The show is dead serious during every ludicrous moment. The Golden Arm is campy horror genius, and nobody will ever convince me otherwise.
--Joan E. Solsman
Don't Look Deeper
The theme of Quibi's sci-fi series Don't Look Deeper is a good one: You're in a world with medical, artificial intelligence and other technology advanced enough to raise the question: What does it mean to be human? It's a concept that's been explored in other notable and smart sci-fi stories, including Ex Machina and Blade Runner, and that's what Don't Look Deeper is, too: smart.

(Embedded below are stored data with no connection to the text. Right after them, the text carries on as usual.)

impl PhaseOrchestrator {
    pub fn new(deps: PhaseDeps) -> Self {
        Self { deps }
    }

    /// Create a new pipeline run. `--from analysis` requires a concept.
    pub fn start_run(&self, options: StartOptions) -> Result<PipelineRun> {
        if options.from == Phase::Analysis && options.concept.is_none() {
            return Err(PipelineError::MissingConcept.into());
        }
        if let Some(stop) = options.stop_after {
            if stop < options.from {
                return Err(PipelineError::StopBeforeStart {
                    stop_after: stop.as_str().into(),
                    from: options.from.as_str().into(),
                }
                .into());
            }
        }
        let config = RunConfig {
            concept: options.concept,
            from: Some(options.from.as_str().into()),
            stop_after: options.stop_after.map(|p| p.as_str().into()),
            stories: options.stories,
            concurrency: options.concurrency,
            phase_history: Vec::new(),
        };
        self.deps
            .wf
            .db
            .create_pipeline_run(&options.methodology, &config.to_json())
    }

    /// Create an amendment run against the latest (or named) completed
    /// parent, copying decisions for every phase before `from`.
    pub fn start_amendment(
        &self,
        concept: String,
        parent_run_id: Option<String>,
        from: Phase,
        stop_after: Option<Phase>,
    ) -> Result<PipelineRun> {
        let parent = match parent_run_id {
            Some(id) => self
                .deps
                .wf
                .db
                .get_pipeline_run_by_id(&id)?
                .ok_or(PipelineError::RunNotFound { id })?,
            None => self
                .deps
                .wf
                .db
                .get_latest_completed_run()?
                .ok_or(PipelineError::NoCompletedParent)?,
        };
        if parent.status != RunStatus::Completed {
            return Err(PipelineError::NoCompletedParent.into());
        }

        let config = RunConfig {
            concept: Some(concept),
            from: Some(from.as_str().into()),
            stop_after: stop_after.map(|p| p.as_str().into()),
            ..Default::default()
        };
        let skipped: Vec<&str> = Phase::before(from).iter().map(|p| p.as_str()).collect();
        self.deps.wf.db.create_amendment_run(
            &parent.id,
            &parent.methodology,
            &config.to_json(),
            &skipped,
        )
    }

    /// Execute every pending phase of the run, honoring resume and the
    /// stop-after gate.
    pub async fn execute_run(&self, run_id: &str) -> Result<ExecutionReport> {
        let run = self
            .deps
            .wf
            .db
            .get_pipeline_run_by_id(run_id)?
            .ok_or_else(|| PipelineError::RunNotFound { id: run_id.into() })?;
        let mut config = RunConfig::from_json(&run.config_json);
        let start = config
            .from
            .as_deref()
            .map(Phase::parse)
            .transpose()?
            .unwrap_or(Phase::Analysis);
        let stop_after = config
            .stop_after
            .as_deref()
            .map(Phase::parse)
            .transpose()?;

        for phase in Phase::from_phase(start) {
            if config.is_phase_completed(phase) {
                info!(run = %run_id, phase = %phase, "phase already complete; skipping");
                continue;
            }

            let started_at = now_rfc3339();
            config.phase_history.push(PhaseRecord {
                phase: phase.as_str().into(),
                started_at: started_at.clone(),
                completed_at: None,
            });
            self.deps.wf.db.update_pipeline_run(
                run_id,
                RunUpdate {
                    current_phase: Some(phase.as_str().into()),
                    config_json: Some(config.to_json()),
                    ..Default::default()
                },
            )?;
            self.deps.bus.publish(Event::PhaseStart {
                run_id: run_id.into(),
                phase: phase.as_str().into(),
            });
            info!(run = %run_id, phase = %phase, "phase starting");

            // A throw inside a phase fails the phase, not the process.
            let outcome = match self.run_phase(run_id, phase, &config).await {
                Ok(outcome) => outcome,
                Err(e) => PhaseOutcome::failed(format!("{e:#}")),
            };
            if !outcome.success {
                let error = outcome.error.unwrap_or_else(|| "phase failed".into());
                warn!(run = %run_id, phase = %phase, error = %error, "phase failed");
                self.deps.wf.db.update_pipeline_run(
                    run_id,
                    RunUpdate {
                        status: Some(RunStatus::Failed),
                        ..Default::default()
                    },
                )?;
                return Ok(ExecutionReport {
                    status: RunStatus::Failed,
                    run_id: run_id.into(),
                    stopped_after: None,
                    failed_phase: Some(phase),
                    error: Some(error),
                });
            }

            let completed_at = now_rfc3339();
            if let Some(record) = config
                .phase_history
                .iter_mut()
                .rev()
                .find(|r| r.phase == phase.as_str())
            {
                record.completed_at = Some(completed_at.clone());
            }
            self.deps.wf.db.update_pipeline_run(
                run_id,
                RunUpdate {
                    config_json: Some(config.to_json()),
                    ..Default::default()
                },
            )?;
            self.deps.bus.publish(Event::PhaseComplete {
                run_id: run_id.into(),
                phase: phase.as_str().into(),
                decisions: outcome.decisions,
            });
            info!(run = %run_id, phase = %phase, decisions = outcome.decisions, "phase complete");

            // Amendment supersession is atomic with phase completion:
            // store failures are warned, never fatal.
            if let Some(parent_id) = &run.parent_run_id {
                self.supersede_parent_decisions(run_id, parent_id, phase);
            }

            // Stop-after is evaluated only between phases.
            if stop_after == Some(phase) {
                self.deps.wf.db.update_pipeline_run(
                    run_id,
                    RunUpdate {
                        status: Some(RunStatus::Stopped),
                        ..Default::default()
                    },
                )?;
                return Ok(ExecutionReport {
                    status: RunStatus::Stopped,
                    run_id: run_id.into(),
                    stopped_after: Some(StopSummary {
                        phase: phase.as_str().into(),
                        started_at,
                        completed_at,
                        decisions_count: outcome.decisions,
                        run_id: run_id.into(),
                    }),
                    failed_phase: None,
                    error: None,
                });
            }
        }

        self.deps.wf.db.update_pipeline_run(
            run_id,
            RunUpdate {
                status: Some(RunStatus::Completed),
                ..Default::default()
            },
        )?;
        if run.parent_run_id.is_some() {
            if let Err(e) = self.write_delta_document(run_id) {
                warn!(error = %e, "failed to write amendment delta document");
            }
        }
        Ok(ExecutionReport {
            status: RunStatus::Completed,
            run_id: run_id.into(),
            stopped_after: None,
            failed_phase: None,
            error: None,
        })
    }

    /// Continue the named (or latest) run at its next pending phase.
    pub async fn resume_run(&self, run_id: Option<String>) -> Result<ExecutionReport> {
        let run = match run_id {
            Some(id) => self
                .deps
                .wf
                .db
                .get_pipeline_run_by_id(&id)?
                .ok_or(PipelineError::RunNotFound { id })?,
            None => self.deps.wf.db.get_latest_run()?.ok_or(PipelineError::NoRuns)?,
        };
        self.deps.wf.db.update_pipeline_run(
            &run.id,
            RunUpdate {
                status: Some(RunStatus::Running),
                ..Default::default()
            },
        )?;
        self.execute_run(&run.id).await
    }

    async fn run_phase(&self, run_id: &str, phase: Phase, config: &RunConfig) -> Result<PhaseOutcome> {
        match phase {
            Phase::Analysis => analysis::run_analysis(&self.deps, run_id, config).await,
            Phase::Planning => planning::run_planning(&self.deps, run_id).await,
            Phase::Solutioning => solutioning::run_solutioning(&self.deps, run_id).await,
            Phase::Implementation => {
                implementation::run_implementation(&self.deps, run_id, config).await
            }
        }
    }

    /// For every decision this phase produced whose `(phase, category,
    /// key)` also exists in the parent, mark the parent decision
    /// superseded.
    fn supersede_parent_decisions(&self, run_id: &str, parent_id: &str, phase: Phase) {
        let db = &self.deps.wf.db;
        let new_decisions = match db.get_decisions_by_phase_for_run(run_id, phase.as_str()) {
            Ok(decisions) => decisions,
            Err(e) => {
                warn!(error = %e, "supersession scan failed");
                return;
            }
        };
        for new_decision in new_decisions {
            let parent_decision = match db.find_decision(
                parent_id,
                &new_decision.phase,
                &new_decision.category,
                &new_decision.key,
            ) {
                Ok(Some(d)) => d,
                Ok(None) => continue,
                Err(e) => {
                    warn!(error = %e, key = %new_decision.key, "supersession lookup failed");
                    continue;
                }
            };
            match db.supersede_decision(&parent_decision.id, &new_decision.id) {
                Ok(()) => info!(
                    phase = %phase,
                    category = %new_decision.category,
                    key = %new_decision.key,
                    "parent decision superseded"
                ),
                Err(e) => warn!(error = %e, key = %new_decision.key, "supersession write failed"),
            }
        }
    }

    /// Write `amendment-<short-id>.md` listing every supersession.
    fn write_delta_document(&self, run_id: &str) -> Result<PathBuf> {
        let db = &self.deps.wf.db;
        let run = db
            .get_pipeline_run_by_id(run_id)?
            .ok_or_else(|| PipelineError::RunNotFound { id: run_id.into() })?;
        let parent_id = run
            .parent_run_id
            .clone()
            .context("delta document requires an amendment run")?;

        let amendment_decisions = db.get_active_decisions(run_id, None)?;

        let mut lines = Vec::new();
        for decision in &amendment_decisions {
            let Ok(Some(parent)) = db.find_decision(
                &parent_id,
                &decision.phase,
                &decision.category,
                &decision.key,
            ) else {
                continue;
            };
            if parent.superseded_by.as_deref() == Some(decision.id.as_str()) {
                lines.push(format!(
                    "- [{}/{}/{}] {} -> {}",
                    decision.phase, decision.category, decision.key, parent.value, decision.value
                ));
            }
        }

        let short_id: String = run_id.chars().take(8).collect();
        let path = self
            .deps
            .wf
            .project_root
            .join(format!("amendment-{short_id}.md"));
        let body = format!(
            "# Amendment delta\n\nRun: {run_id}\nParent: {parent_id}\nWritten: {}\n\n## Superseded decisions\n\n{}\n",
            now_rfc3339(),
            if lines.is_empty() {
                "(none)".to_string()
            } else {
                lines.join("\n")
            }
        );
        std::fs::write(&path, body)
            .with_context(|| format!("Failed to write {}", path.display()))?;
        info!(path = %path.display(), "amendment delta written");
        Ok(path)
    }
}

Set "15 minutes into the future," it appears at first to be a story about a teen struggling with self-identity while living an ordinary life in the central California town of Modesto. We meet high school student Aisha (played by Helena Howard), a biracial young woman living with her dad (Don Cheadle), in a therapy session with her analyst. But pretty quickly, we -- and Aisha -- learn she's not human but in fact an incredibly advanced artificial human. She tries to explain what she's learned to her analyst (Emily Mortimer), who nods empathetically before wiping Aisha's memory and rebooting her. Except the reboot doesn't take, Aisha remembers she's not like everyone else and knows the people who created her are trying to salvage their experiment.
The pacing, the acting and the underlying questions about where technology can -- and shouldn't -- take us made the first season thought-provoking and easy to watch. And the show benefited from the storytelling guidance of director Catherine Hardwicke, who knows how to tell stories featuring teens. She co-wrote directed the 2003 teen drama Thirteen and in 2008 turned the best-selling, teen vampire love story Twilight into a movie blockbuster.